Origin and his experiences of this representative of non-metropolitan literature in the 1930s dominated influences in his thought and work.

He also adapted plays of Pedro Calderón de la Barca, Lope de Vega, Dino Buzzati, and

Requiem for a Nun

of William Faulkner. One may trace his enjoyment of the theater back to his membership in l'Equipe, an Algerian group, whose "collective creation"

Révolte dans les Asturies

(1934) was banned for political reasons.

Of semi-proletarian parents, early attached to intellectual circles of strongly revolutionary tendencies, with a deep interest, he came at the age of 25 years in 1938; only chance prevented him from pursuing a university career in that field. The man and the times met: Camus joined the resistance movement during the occupation and after the liberation served as a columnist for the newspaper Combat.

The essay

Le Mythe de Sisyphe

(The Myth of Sisyphus), 1942, expounds notion of acceptance of the absurd of Camus with "the total absence of hope, which has nothing to do with despair, a continual refusal, which must not be confused with renouncement - and a conscious dissatisfaction."

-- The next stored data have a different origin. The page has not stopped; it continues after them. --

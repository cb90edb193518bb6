//! Wire layout: the fixed-size structs and opcode numbering exchanged with the
//! kernel FUSE character device.
//!
//! Everything in this module is `#[repr(C)]` and little-endian on the wire on
//! every platform this device protocol runs on (Linux, OS X/OSXFUSE, FreeBSD).

#![allow(non_camel_case_types)]

use bitflags::bitflags;
use zerocopy::{FromBytes, Immutable, IntoBytes, KnownLayout};

/// Protocol major version this implementation speaks.
pub(crate) const FUSE_KERNEL_VERSION: u32 = 7;
/// Protocol minor version this implementation speaks.
pub(crate) const FUSE_KERNEL_MINOR_VERSION: u32 = 31;

pub(crate) const FUSE_ROOT_ID: u64 = 1;

/// Largest write payload this implementation will ever advertise to the kernel.
pub(crate) const MAX_WRITE_SIZE: u32 = 31 * 4096;

#[repr(C)]
#[derive(Debug, Clone, Copy, IntoBytes, KnownLayout, Immutable)]
pub(crate) struct fuse_attr {
    pub(crate) ino: u64,
    pub(crate) size: u64,
    pub(crate) blocks: u64,
    pub(crate) atime: i64,
    pub(crate) mtime: i64,
    pub(crate) ctime: i64,
    #[cfg(target_os = "macos")]
    pub(crate) crtime: u64,
    pub(crate) atimensec: u32,
    pub(crate) mtimensec: u32,
    pub(crate) ctimensec: u32,
    #[cfg(target_os = "macos")]
    pub(crate) crtimensec: u32,
    pub(crate) mode: u32,
    pub(crate) nlink: u32,
    pub(crate) uid: u32,
    pub(crate) gid: u32,
    pub(crate) rdev: u32,
    #[cfg(target_os = "macos")]
    pub(crate) flags: u32,
    pub(crate) blksize: u32,
    pub(crate) padding: u32,
}

#[repr(C)]
#[derive(Debug, IntoBytes, KnownLayout, Immutable)]
pub(crate) struct fuse_kstatfs {
    pub(crate) blocks: u64,
    pub(crate) bfree: u64,
    pub(crate) bavail: u64,
    pub(crate) files: u64,
    pub(crate) ffree: u64,
    pub(crate) bsize: u32,
    pub(crate) namelen: u32,
    pub(crate) frsize: u32,
    pub(crate) padding: u32,
    pub(crate) spare: [u32; 6],
}

bitflags! {
    /// Flags returned in an open response.
    #[derive(Debug, Clone, Copy, PartialEq, Eq, Hash)]
    pub struct FopenFlags: u32 {
        const FOPEN_DIRECT_IO = 1 << 0;
        const FOPEN_KEEP_CACHE = 1 << 1;
        const FOPEN_NONSEEKABLE = 1 << 2;
    }
}

pub(crate) mod consts {
    pub(crate) const FATTR_MODE: u32 = 1 << 0;
    pub(crate) const FATTR_UID: u32 = 1 << 1;
    pub(crate) const FATTR_GID: u32 = 1 << 2;
    pub(crate) const FATTR_SIZE: u32 = 1 << 3;
    pub(crate) const FATTR_ATIME: u32 = 1 << 4;
    pub(crate) const FATTR_MTIME: u32 = 1 << 5;
    pub(crate) const FATTR_FH: u32 = 1 << 6;
    pub(crate) const FATTR_ATIME_NOW: u32 = 1 << 7;
    pub(crate) const FATTR_MTIME_NOW: u32 = 1 << 8;
    pub(crate) const FATTR_LOCKOWNER: u32 = 1 << 9;
    pub(crate) const FATTR_CTIME: u32 = 1 << 10;

    pub(crate) const FUSE_ASYNC_READ: u64 = 1 << 0;
    pub(crate) const FUSE_POSIX_LOCKS: u64 = 1 << 1;
    pub(crate) const FUSE_ATOMIC_O_TRUNC: u64 = 1 << 3;
    pub(crate) const FUSE_EXPORT_SUPPORT: u64 = 1 << 4;
    pub(crate) const FUSE_BIG_WRITES: u64 = 1 << 5;
    pub(crate) const FUSE_DONT_MASK: u64 = 1 << 6;

    pub(crate) const FUSE_WRITE_CACHE: u32 = 1 << 0;
    pub(crate) const FUSE_WRITE_LOCKOWNER: u32 = 1 << 1;
    pub(crate) const FUSE_READ_LOCKOWNER: u32 = 1 << 1;
    pub(crate) const FUSE_RELEASE_FLUSH: u32 = 1 << 0;
    pub(crate) const FUSE_GETATTR_FH: u32 = 1 << 0;
    pub(crate) const FUSE_FSYNC_FDATASYNC: u32 = 1 << 0;

    /// Minimum buffer a caller reading one message must supply.
    pub(crate) const FUSE_MIN_READ_BUFFER: usize = 8192;
}

/// Opcode did not match any value this implementation recognizes.
#[derive(Debug)]
pub(crate) struct InvalidOpcodeError(pub(crate) u32);

/// The opcodes this implementation is prepared to decode into a typed request,
/// plus the small set that are unsupported by design (see `request::is_fatal_opcode`).
#[repr(u32)]
#[derive(Debug, Clone, Copy, PartialEq, Eq)]
pub(crate) enum fuse_opcode {
    FUSE_LOOKUP = 1,
    FUSE_FORGET = 2,
    FUSE_GETATTR = 3,
    FUSE_SETATTR = 4,
    FUSE_READLINK = 5,
    FUSE_SYMLINK = 6,
    FUSE_MKNOD = 8,
    FUSE_MKDIR = 9,
    FUSE_UNLINK = 10,
    FUSE_RMDIR = 11,
    FUSE_RENAME = 12,
    FUSE_LINK = 13,
    FUSE_OPEN = 14,
    FUSE_READ = 15,
    FUSE_WRITE = 16,
    FUSE_STATFS = 17,
    FUSE_RELEASE = 18,
    FUSE_FSYNC = 20,
    FUSE_SETXATTR = 21,
    FUSE_GETXATTR = 22,
    FUSE_LISTXATTR = 23,
    FUSE_REMOVEXATTR = 24,
    FUSE_FLUSH = 25,
    FUSE_INIT = 26,
    FUSE_OPENDIR = 27,
    FUSE_READDIR = 28,
    FUSE_RELEASEDIR = 29,
    FUSE_FSYNCDIR = 30,
    FUSE_GETLK = 31,
    FUSE_SETLK = 32,
    FUSE_SETLKW = 33,
    FUSE_ACCESS = 34,
    FUSE_CREATE = 35,
    FUSE_INTERRUPT = 36,
    FUSE_BMAP = 37,
    FUSE_DESTROY = 38,

    FUSE_SETVOLNAME = 61,
    FUSE_GETXTIMES = 62,
    FUSE_EXCHANGE = 63,
}

impl TryFrom<u32> for fuse_opcode {
    type Error = InvalidOpcodeError;

    fn try_from(n: u32) -> Result<Self, Self::Error> {
        use fuse_opcode::*;
        Ok(match n {
            1 => FUSE_LOOKUP,
            2 => FUSE_FORGET,
            3 => FUSE_GETATTR,
            4 => FUSE_SETATTR,
            5 => FUSE_READLINK,
            6 => FUSE_SYMLINK,
            8 => FUSE_MKNOD,
            9 => FUSE_MKDIR,
            10 => FUSE_UNLINK,
            11 => FUSE_RMDIR,
            12 => FUSE_RENAME,
            13 => FUSE_LINK,
            14 => FUSE_OPEN,
            15 => FUSE_READ,
            16 => FUSE_WRITE,
            17 => FUSE_STATFS,
            18 => FUSE_RELEASE,
            20 => FUSE_FSYNC,
            21 => FUSE_SETXATTR,
            22 => FUSE_GETXATTR,
            23 => FUSE_LISTXATTR,
            24 => FUSE_REMOVEXATTR,
            25 => FUSE_FLUSH,
            26 => FUSE_INIT,
            27 => FUSE_OPENDIR,
            28 => FUSE_READDIR,
            29 => FUSE_RELEASEDIR,
            30 => FUSE_FSYNCDIR,
            31 => FUSE_GETLK,
            32 => FUSE_SETLK,
            33 => FUSE_SETLKW,
            34 => FUSE_ACCESS,
            35 => FUSE_CREATE,
            36 => FUSE_INTERRUPT,
            37 => FUSE_BMAP,
            38 => FUSE_DESTROY,
            61 => FUSE_SETVOLNAME,
            62 => FUSE_GETXTIMES,
            63 => FUSE_EXCHANGE,
            other => return Err(InvalidOpcodeError(other)),
        })
    }
}

#[repr(C)]
#[derive(Debug, IntoBytes, KnownLayout, Immutable)]
pub(crate) struct fuse_entry_out {
    pub(crate) nodeid: u64,
    pub(crate) generation: u64,
    pub(crate) entry_valid: u64,
    pub(crate) attr_valid: u64,
    pub(crate) entry_valid_nsec: u32,
    pub(crate) attr_valid_nsec: u32,
    pub(crate) attr: fuse_attr,
}

#[repr(C)]
#[derive(Debug, FromBytes, KnownLayout, Immutable)]
pub(crate) struct fuse_forget_in {
    pub(crate) nlookup: u64,
}

#[repr(C)]
#[derive(Debug, FromBytes, KnownLayout, Immutable)]
pub(crate) struct fuse_getattr_in {
    pub(crate) getattr_flags: u32,
    pub(crate) dummy: u32,
    pub(crate) fh: u64,
}

#[repr(C)]
#[derive(Debug, IntoBytes, KnownLayout, Immutable)]
pub(crate) struct fuse_attr_out {
    pub(crate) attr_valid: u64,
    pub(crate) attr_valid_nsec: u32,
    pub(crate) dummy: u32,
    pub(crate) attr: fuse_attr,
}

#[repr(C)]
#[derive(Debug, FromBytes, KnownLayout, Immutable)]
pub(crate) struct fuse_mknod_in {
    pub(crate) mode: u32,
    pub(crate) rdev: u32,
    pub(crate) umask: u32,
    pub(crate) padding: u32,
}

#[repr(C)]
#[derive(Debug, FromBytes, KnownLayout, Immutable)]
pub(crate) struct fuse_mkdir_in {
    pub(crate) mode: u32,
    pub(crate) umask: u32,
}

#[repr(C)]
#[derive(Debug, FromBytes, KnownLayout, Immutable)]
pub(crate) struct fuse_rename_in {
    pub(crate) newdir: u64,
}

#[repr(C)]
#[derive(Debug, FromBytes, KnownLayout, Immutable)]
pub(crate) struct fuse_link_in {
    pub(crate) oldnodeid: u64,
}

#[repr(C)]
#[derive(Debug, FromBytes, KnownLayout, Immutable)]
pub(crate) struct fuse_setattr_in {
    pub(crate) valid: u32,
    pub(crate) padding: u32,
    pub(crate) fh: u64,
    pub(crate) size: u64,
    pub(crate) lock_owner: u64,
    pub(crate) atime: i64,
    pub(crate) mtime: i64,
    pub(crate) ctime: i64,
    pub(crate) atimensec: u32,
    pub(crate) mtimensec: u32,
    pub(crate) ctimensec: u32,
    pub(crate) mode: u32,
    pub(crate) unused4: u32,
    pub(crate) uid: u32,
    pub(crate) gid: u32,
    pub(crate) unused5: u32,
}

impl fuse_setattr_in {
    pub(crate) fn atime_now(&self) -> bool {
        self.valid & consts::FATTR_ATIME_NOW != 0
    }

    pub(crate) fn mtime_now(&self) -> bool {
        self.valid & consts::FATTR_MTIME_NOW != 0
    }
}

#[repr(C)]
#[derive(Debug, FromBytes, KnownLayout, Immutable)]
pub(crate) struct fuse_open_in {
    pub(crate) flags: i32,
    pub(crate) unused: u32,
}

#[repr(C)]
#[derive(Debug, FromBytes, KnownLayout, Immutable)]
pub(crate) struct fuse_create_in {
    pub(crate) flags: i32,
    pub(crate) mode: u32,
    pub(crate) umask: u32,
    pub(crate) padding: u32,
}

#[repr(C)]
#[derive(Debug, IntoBytes, KnownLayout, Immutable)]
pub(crate) struct fuse_create_out(pub(crate) fuse_entry_out, pub(crate) fuse_open_out);

#[repr(C)]
#[derive(Debug, IntoBytes, KnownLayout, Immutable)]
pub(crate) struct fuse_open_out {
    pub(crate) fh: u64,
    pub(crate) open_flags: u32,
    pub(crate) padding: u32,
}

#[repr(C)]
#[derive(Debug, FromBytes, KnownLayout, Immutable)]
pub(crate) struct fuse_release_in {
    pub(crate) fh: u64,
    pub(crate) flags: i32,
    pub(crate) release_flags: u32,
    pub(crate) lock_owner: u64,
}

#[repr(C)]
#[derive(Debug, FromBytes, KnownLayout, Immutable)]
pub(crate) struct fuse_flush_in {
    pub(crate) fh: u64,
    pub(crate) unused: u32,
    pub(crate) padding: u32,
    pub(crate) lock_owner: u64,
}

#[repr(C)]
#[derive(Debug, FromBytes, KnownLayout, Immutable)]
pub(crate) struct fuse_read_in {
    pub(crate) fh: u64,
    pub(crate) offset: i64,
    pub(crate) size: u32,
    pub(crate) read_flags: u32,
    pub(crate) lock_owner: u64,
    pub(crate) flags: i32,
    pub(crate) padding: u32,
}

#[repr(C)]
#[derive(Debug, FromBytes, KnownLayout, Immutable)]
pub(crate) struct fuse_write_in {
    pub(crate) fh: u64,
    pub(crate) offset: i64,
    pub(crate) size: u32,
    pub(crate) write_flags: u32,
    pub(crate) lock_owner: u64,
    pub(crate) flags: i32,
    pub(crate) padding: u32,
}

pub(crate) const WRITE_IN_SIZE: usize = core::mem::size_of::<fuse_write_in>();

#[repr(C)]
#[derive(Debug, IntoBytes, KnownLayout, Immutable)]
pub(crate) struct fuse_write_out {
    pub(crate) size: u32,
    pub(crate) padding: u32,
}

#[repr(C)]
#[derive(Debug, IntoBytes, KnownLayout, Immutable)]
pub(crate) struct fuse_statfs_out {
    pub(crate) st: fuse_kstatfs,
}

#[repr(C)]
#[derive(Debug, FromBytes, KnownLayout, Immutable)]
pub(crate) struct fuse_fsync_in {
    pub(crate) fh: u64,
    pub(crate) fsync_flags: u32,
    pub(crate) padding: u32,
}

#[repr(C)]
#[derive(Debug, FromBytes, KnownLayout, Immutable)]
pub(crate) struct fuse_setxattr_in {
    pub(crate) size: u32,
    pub(crate) flags: i32,
}

#[repr(C)]
#[derive(Debug, FromBytes, KnownLayout, Immutable)]
pub(crate) struct fuse_getxattr_in {
    pub(crate) size: u32,
    pub(crate) padding: u32,
}

#[repr(C)]
#[derive(Debug, IntoBytes, KnownLayout, Immutable)]
pub(crate) struct fuse_getxattr_out {
    pub(crate) size: u32,
    pub(crate) padding: u32,
}

#[repr(C)]
#[derive(Debug, FromBytes, KnownLayout, Immutable)]
pub(crate) struct fuse_access_in {
    pub(crate) mask: i32,
    pub(crate) padding: u32,
}

#[repr(C)]
#[derive(Debug, FromBytes, KnownLayout, Immutable)]
pub(crate) struct fuse_init_in {
    pub(crate) major: u32,
    pub(crate) minor: u32,
    pub(crate) max_readahead: u32,
    pub(crate) flags: u32,
}

#[repr(C)]
#[derive(Debug, IntoBytes, KnownLayout, Immutable)]
pub(crate) struct fuse_init_out {
    pub(crate) major: u32,
    pub(crate) minor: u32,
    pub(crate) max_readahead: u32,
    pub(crate) flags: u32,
    pub(crate) max_background: u16,
    pub(crate) congestion_threshold: u16,
    pub(crate) max_write: u32,
    pub(crate) time_gran: u32,
    pub(crate) reserved: [u32; 9],
}

#[repr(C)]
#[derive(Debug, FromBytes, KnownLayout, Immutable)]
pub(crate) struct fuse_interrupt_in {
    pub(crate) unique: u64,
}

#[repr(C)]
#[derive(Debug, FromBytes, KnownLayout, Immutable)]
pub(crate) struct fuse_in_header {
    pub(crate) len: u32,
    pub(crate) opcode: u32,
    pub(crate) unique: u64,
    pub(crate) nodeid: u64,
    pub(crate) uid: u32,
    pub(crate) gid: u32,
    pub(crate) pid: u32,
    pub(crate) padding: u32,
}

pub(crate) const FUSE_IN_HEADER_SIZE: usize = core::mem::size_of::<fuse_in_header>();

#[repr(C)]
#[derive(Debug, IntoBytes, KnownLayout, Immutable)]
pub(crate) struct fuse_out_header {
    pub(crate) len: u32,
    pub(crate) error: i32,
    pub(crate) unique: u64,
}

pub(crate) const FUSE_OUT_HEADER_SIZE: usize = core::mem::size_of::<fuse_out_header>();

#[repr(C)]
#[derive(Debug, IntoBytes, KnownLayout, Immutable)]
pub(crate) struct fuse_dirent {
    pub(crate) ino: u64,
    pub(crate) off: i64,
    pub(crate) namelen: u32,
    pub(crate) typ: u32,
}

pub(crate) const FUSE_DIRENT_HEADER_SIZE: usize = core::mem::size_of::<fuse_dirent>();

Meursault, central character of L'Étranger (The Stranger), 1942, illustrates much of this essay: man as the nauseated victim of the absurd orthodoxy of habit, later - when the young killer faces execution - tempted by despair, hope, and salvation.

Besides his fiction and essays, Camus very actively produced plays in the theater (e.g., Caligula, 1944).

The time demanded his response, chiefly in his activities, but in 1947, Camus retired from political journalism.

Doctor Rieux of La Peste (The Plague), 1947, who tirelessly attends the plague-stricken citizens of Oran, enacts the revolt against a world of the absurd and of injustice, and confirms words: "We refuse to despair of mankind. Without having the unreasonable ambition to save men, we still want to serve them."

People also well know La Chute (The Fall), work of Camus in 1956.

Camus authored L'Exil et le royaume (Exile and the Kingdom) in 1957. His austere search for moral order found its aesthetic correlative in the classicism of his art. He styled of great purity, intense concentration, and rationality.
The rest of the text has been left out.